• [TASK] Going through the data below, find how many lines include the word "seeded", and reply with that number alone.

• [DATA SECTION]
....................
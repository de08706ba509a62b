//! Frame sources.
//!
//! The session only sees [`FrameSource`]; which origin produced the frames (a stills directory,
//! a local video, a downloaded remote video, or memory) is decided before processing starts.

use std::collections::VecDeque;
use std::path::PathBuf;

use crate::foundation::core::FrameCount;
use crate::foundation::error::SlitResult;
use crate::mosaic::frame::Frame;

/// Downloading remote videos through `yt-dlp`.
pub mod remote;
/// Numbered still images in a directory.
pub mod stills;
/// Local video files streamed through `ffmpeg`.
pub mod video;

/// Where a source's frames come from. Used to derive the output name.
#[derive(Clone, Debug, PartialEq, Eq)]
pub enum SourceOrigin {
    /// Directory of `frame_NNNN.png` stills.
    Stills(PathBuf),
    /// Local video file.
    Video(PathBuf),
    /// Remote video, downloaded to `file`.
    Remote {
        /// URL the video was fetched from.
        url: String,
        /// Local copy that is decoded.
        file: PathBuf,
    },
    /// In-memory frames with a caller-chosen label.
    Memory(String),
}

impl SourceOrigin {
    /// Short label for output naming: the final path component, or the memory label.
    pub fn label(&self) -> String {
        fn last_component(p: &std::path::Path) -> String {
            p.file_name()
                .map(|n| n.to_string_lossy().into_owned())
                .unwrap_or_else(|| p.display().to_string())
        }

        match self {
            Self::Stills(dir) => last_component(dir),
            Self::Video(path) => last_component(path),
            Self::Remote { file, .. } => last_component(file),
            Self::Memory(label) => label.clone(),
        }
    }
}

/// Source contract: frames in strictly ascending index order, plus a (possibly approximate)
/// total count.
///
/// Any OS resource held by an implementation (file handle, child process) is released when the
/// source is dropped, including after an error.
pub trait FrameSource {
    /// Total frame count; exact for stills, possibly non-integer for video containers.
    fn frame_count(&self) -> FrameCount;
    /// Next frame, or `None` at end of stream.
    fn next_frame(&mut self) -> SlitResult<Option<Frame>>;
    /// Where the frames come from.
    fn origin(&self) -> &SourceOrigin;
}

/// Vector-backed source for tests and embedding.
#[derive(Debug)]
pub struct InMemorySource {
    frames: VecDeque<Frame>,
    count: FrameCount,
    origin: SourceOrigin,
}

impl InMemorySource {
    /// Source whose count is exactly `frames.len()`.
    pub fn new(label: impl Into<String>, frames: Vec<Frame>) -> Self {
        let count = FrameCount::exact(frames.len() as u64);
        Self::with_count(label, frames, count)
    }

    /// Source that announces `count` regardless of how many frames it actually yields.
    pub fn with_count(label: impl Into<String>, frames: Vec<Frame>, count: FrameCount) -> Self {
        Self {
            frames: frames.into(),
            count,
            origin: SourceOrigin::Memory(label.into()),
        }
    }

    /// Frames not yet consumed.
    pub fn remaining(&self) -> usize {
        self.frames.len()
    }
}

impl FrameSource for InMemorySource {
    fn frame_count(&self) -> FrameCount {
        self.count
    }

    fn next_frame(&mut self) -> SlitResult<Option<Frame>> {
        Ok(self.frames.pop_front())
    }

    fn origin(&self) -> &SourceOrigin {
        &self.origin
    }
}

impl<S: FrameSource + ?Sized> FrameSource for Box<S> {
    fn frame_count(&self) -> FrameCount {
        (**self).frame_count()
    }

    fn next_frame(&mut self) -> SlitResult<Option<Frame>> {
        (**self).next_frame()
    }

    fn origin(&self) -> &SourceOrigin {
        (**self).origin()
    }
}

/// Return `true` when `tool -version` (or `--version`) runs successfully from `PATH`.
pub fn is_tool_on_path(tool: &str, version_flag: &str) -> bool {
    std::process::Command::new(tool)
        .arg(version_flag)
        .stdout(std::process::Stdio::null())
        .stderr(std::process::Stdio::null())
        .status()
        .map(|s| s.success())
        .unwrap_or(false)
}

#[cfg(test)]
#[path = "../../tests/unit/source/mod.rs"]
mod tests;
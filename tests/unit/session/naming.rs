use std::path::PathBuf;

use super::*;
use crate::config::options::MirrorMode;

#[test]
fn baseline_name_is_prefix_and_source() {
    let origin = SourceOrigin::Stills(PathBuf::from("frames"));
    assert_eq!(output_name(&origin, &SliceConfig::default()), "SFTL_frames");
}

#[test]
fn options_are_appended_in_fixed_order() {
    let origin = SourceOrigin::Video(PathBuf::from("clips/car.avi"));
    let cfg = SliceConfig::builder()
        .fixed_width(true)
        .stretch(2.0)
        .mirror(MirrorMode::Half)
        .slice_location(0.75)
        .build()
        .unwrap();
    assert_eq!(
        output_name(&origin, &cfg),
        "SFTL_car.avi_slice=0.75_half-mirror_stretch=2_fixed-width"
    );
}

#[test]
fn unset_options_are_omitted() {
    let origin = SourceOrigin::Remote {
        url: "https://youtu.be/DmYK479EpQc".to_string(),
        file: PathBuf::from("downloads/DmYK479EpQc.mp4"),
    };
    let cfg = SliceConfig::builder()
        .mirror(MirrorMode::Full)
        .stretch(0.5)
        .build()
        .unwrap();
    assert_eq!(
        output_name(&origin, &cfg),
        "SFTL_DmYK479EpQc.mp4_full-mirror_stretch=0.5"
    );
}

#[test]
fn empty_memory_label_is_skipped() {
    let origin = SourceOrigin::Memory(String::new());
    let cfg = SliceConfig::builder().slice_location(0.0).build().unwrap();
    assert_eq!(output_name(&origin, &cfg), "SFTL_slice=0");
}
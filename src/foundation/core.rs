use crate::foundation::error::{SlitError, SlitResult};

/// Absolute 0-based frame index in sequence order.
#[derive(
    Clone, Copy, Debug, PartialEq, Eq, PartialOrd, Ord, Hash, serde::Serialize, serde::Deserialize,
)]
pub struct FrameIndex(pub u64);

impl FrameIndex {
    /// Index of the frame that follows this one.
    pub fn next(self) -> Self {
        Self(self.0.saturating_add(1))
    }
}

/// Total frame count reported by a source.
///
/// Still-image sets report an exact integer. Video containers often only know an estimate
/// (`duration * fps`), so the value is kept as `f64` and is only ever divided and floored.
#[derive(Clone, Copy, Debug, PartialEq, PartialOrd, serde::Serialize, serde::Deserialize)]
pub struct FrameCount(pub f64);

impl FrameCount {
    /// Exact count, e.g. the number of files in a stills directory.
    pub fn exact(n: u64) -> Self {
        Self(n as f64)
    }

    /// Approximate count as reported by a container.
    pub fn estimated(n: f64) -> Self {
        Self(n)
    }

    /// Raw floating-point value.
    pub fn as_f64(self) -> f64 {
        self.0
    }

    /// Return `true` when the count does not announce any frames.
    pub fn is_empty(self) -> bool {
        self.0.is_nan() || self.0 <= 0.0
    }

    /// Return `true` when the count is a whole number.
    pub fn is_whole(self) -> bool {
        self.0.is_finite() && self.0.fract() == 0.0
    }

    /// Return the value when it can safely be used as a divisor.
    pub fn checked_divisor(self) -> SlitResult<f64> {
        if !self.0.is_finite() || self.0 <= 0.0 {
            return Err(SlitError::validation(format!(
                "frame count must be a positive finite number, got {}",
                self.0
            )));
        }
        Ok(self.0)
    }
}

/// Height and channel layout shared by every strip of a mosaic.
#[derive(Clone, Copy, Debug, PartialEq, Eq, serde::Serialize, serde::Deserialize)]
pub struct StripLayout {
    /// Height in pixels.
    pub height: u32,
    /// Interleaved 8-bit channels per pixel (1..=4).
    pub channels: u8,
}

impl StripLayout {
    /// Bytes occupied by one full-height pixel column.
    pub fn column_len(self) -> usize {
        self.height as usize * self.channels as usize
    }
}

#[cfg(test)]
#[path = "../../tests/unit/foundation/core.rs"]
mod tests;
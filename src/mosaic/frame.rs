use crate::foundation::core::StripLayout;
use crate::foundation::error::{SlitError, SlitResult};

/// One decoded frame: 8-bit interleaved pixels, tightly packed, row-major.
#[derive(Clone, Debug, PartialEq, Eq)]
pub struct Frame {
    /// Width in pixels.
    pub width: u32,
    /// Height in pixels.
    pub height: u32,
    /// Channels per pixel (1 = luma, 2 = luma+alpha, 3 = RGB, 4 = RGBA).
    pub channels: u8,
    /// `width * height * channels` bytes.
    pub data: Vec<u8>,
}

impl Frame {
    /// Create a frame, checking the buffer length against the declared shape.
    pub fn new(width: u32, height: u32, channels: u8, data: Vec<u8>) -> SlitResult<Self> {
        if !(1..=4).contains(&channels) {
            return Err(SlitError::validation(format!(
                "frame channel count must be 1..=4, got {channels}"
            )));
        }
        let expected = width as usize * height as usize * channels as usize;
        if data.len() != expected {
            return Err(SlitError::validation(format!(
                "frame buffer is {} bytes, expected {expected} for {width}x{height}x{channels}",
                data.len()
            )));
        }
        Ok(Self {
            width,
            height,
            channels,
            data,
        })
    }

    /// A frame filled with a single pixel value (`px.len()` is the channel count).
    pub fn filled(width: u32, height: u32, px: &[u8]) -> SlitResult<Self> {
        let n = width as usize * height as usize;
        let channels = u8::try_from(px.len())
            .map_err(|_| SlitError::validation("pixel has too many channels"))?;
        Self::new(width, height, channels, px.repeat(n))
    }

    /// Height and channel layout of this frame.
    pub fn layout(&self) -> StripLayout {
        StripLayout {
            height: self.height,
            channels: self.channels,
        }
    }

    /// Borrow the pixel at `(x, y)`.
    ///
    /// # Panics
    ///
    /// Panics if `(x, y)` lies outside the frame.
    pub fn pixel(&self, x: u32, y: u32) -> &[u8] {
        assert!(
            x < self.width && y < self.height,
            "pixel ({x}, {y}) out of range for {}x{} frame",
            self.width,
            self.height
        );
        let c = self.channels as usize;
        let off = (y as usize * self.width as usize + x as usize) * c;
        &self.data[off..off + c]
    }

    /// Append column `x`, top to bottom, to `out`.
    pub(crate) fn extend_with_column(&self, x: u32, out: &mut Vec<u8>) {
        for y in 0..self.height {
            out.extend_from_slice(self.pixel(x, y));
        }
    }
}
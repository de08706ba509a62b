/// Convenience result type used across slitlapse.
pub type SlitResult<T> = Result<T, SlitError>;

/// Top-level error taxonomy used by library APIs.
#[derive(thiserror::Error, Debug)]
pub enum SlitError {
    /// Invalid user-provided configuration or input values.
    #[error("validation error: {0}")]
    Validation(String),

    /// A frame does not share the height/channel layout the mosaic was seeded with.
    #[error(
        "dimension mismatch: expected {expected_height}px tall x {expected_channels} channels, got {got_height}px x {got_channels}"
    )]
    DimensionMismatch {
        /// Height the mosaic was seeded with.
        expected_height: u32,
        /// Channel count the mosaic was seeded with.
        expected_channels: u8,
        /// Height of the offending frame.
        got_height: u32,
        /// Channel count of the offending frame.
        got_channels: u8,
    },

    /// Errors while reading frames from a source.
    #[error("source error: {0}")]
    Source(String),

    /// Errors while handing the finished mosaic to a sink.
    #[error("sink error: {0}")]
    Sink(String),

    /// Errors when serializing or deserializing data structures.
    #[error("serialization error: {0}")]
    Serde(String),

    /// Wrapped lower-level error from dependencies or IO.
    #[error(transparent)]
    Other(#[from] anyhow::Error),
}

impl SlitError {
    /// Build a [`SlitError::Validation`] value.
    pub fn validation(msg: impl Into<String>) -> Self {
        Self::Validation(msg.into())
    }

    /// Build a [`SlitError::Source`] value.
    pub fn source(msg: impl Into<String>) -> Self {
        Self::Source(msg.into())
    }

    /// Build a [`SlitError::Sink`] value.
    pub fn sink(msg: impl Into<String>) -> Self {
        Self::Sink(msg.into())
    }

    /// Build a [`SlitError::Serde`] value.
    pub fn serde(msg: impl Into<String>) -> Self {
        Self::Serde(msg.into())
    }
}

#[cfg(test)]
#[path = "../../tests/unit/foundation/error.rs"]
mod tests;
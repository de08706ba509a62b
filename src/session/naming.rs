use crate::config::options::SliceConfig;
use crate::source::SourceOrigin;

/// Prefix shared by every output name.
pub const NAME_PREFIX: &str = "SFTL";

/// Descriptive, deterministic output name (without extension).
///
/// `SFTL_<source>` followed by, in this order and only when set: `_slice=<v>`,
/// `_<mode>-mirror`, `_stretch=<v>`, `_fixed-width`.
pub fn output_name(origin: &SourceOrigin, config: &SliceConfig) -> String {
    let mut name = String::from(NAME_PREFIX);
    let label = origin.label();
    if !label.is_empty() {
        name.push('_');
        name.push_str(&label);
    }
    if let Some(loc) = config.slice_location {
        name.push_str(&format!("_slice={loc}"));
    }
    if config.mirror.is_enabled() {
        name.push_str(&format!("_{}-mirror", config.mirror));
    }
    if let Some(stretch) = config.stretch {
        name.push_str(&format!("_stretch={stretch}"));
    }
    if config.fixed_width {
        name.push_str("_fixed-width");
    }
    name
}

#[cfg(test)]
#[path = "../../tests/unit/session/naming.rs"]
mod tests;
//! Per-frame strip geometry.

/// Strip bounds, baseline width and the stretch/fixed-width policies.
pub mod slice;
....................
• [ANSWER SPACE] 3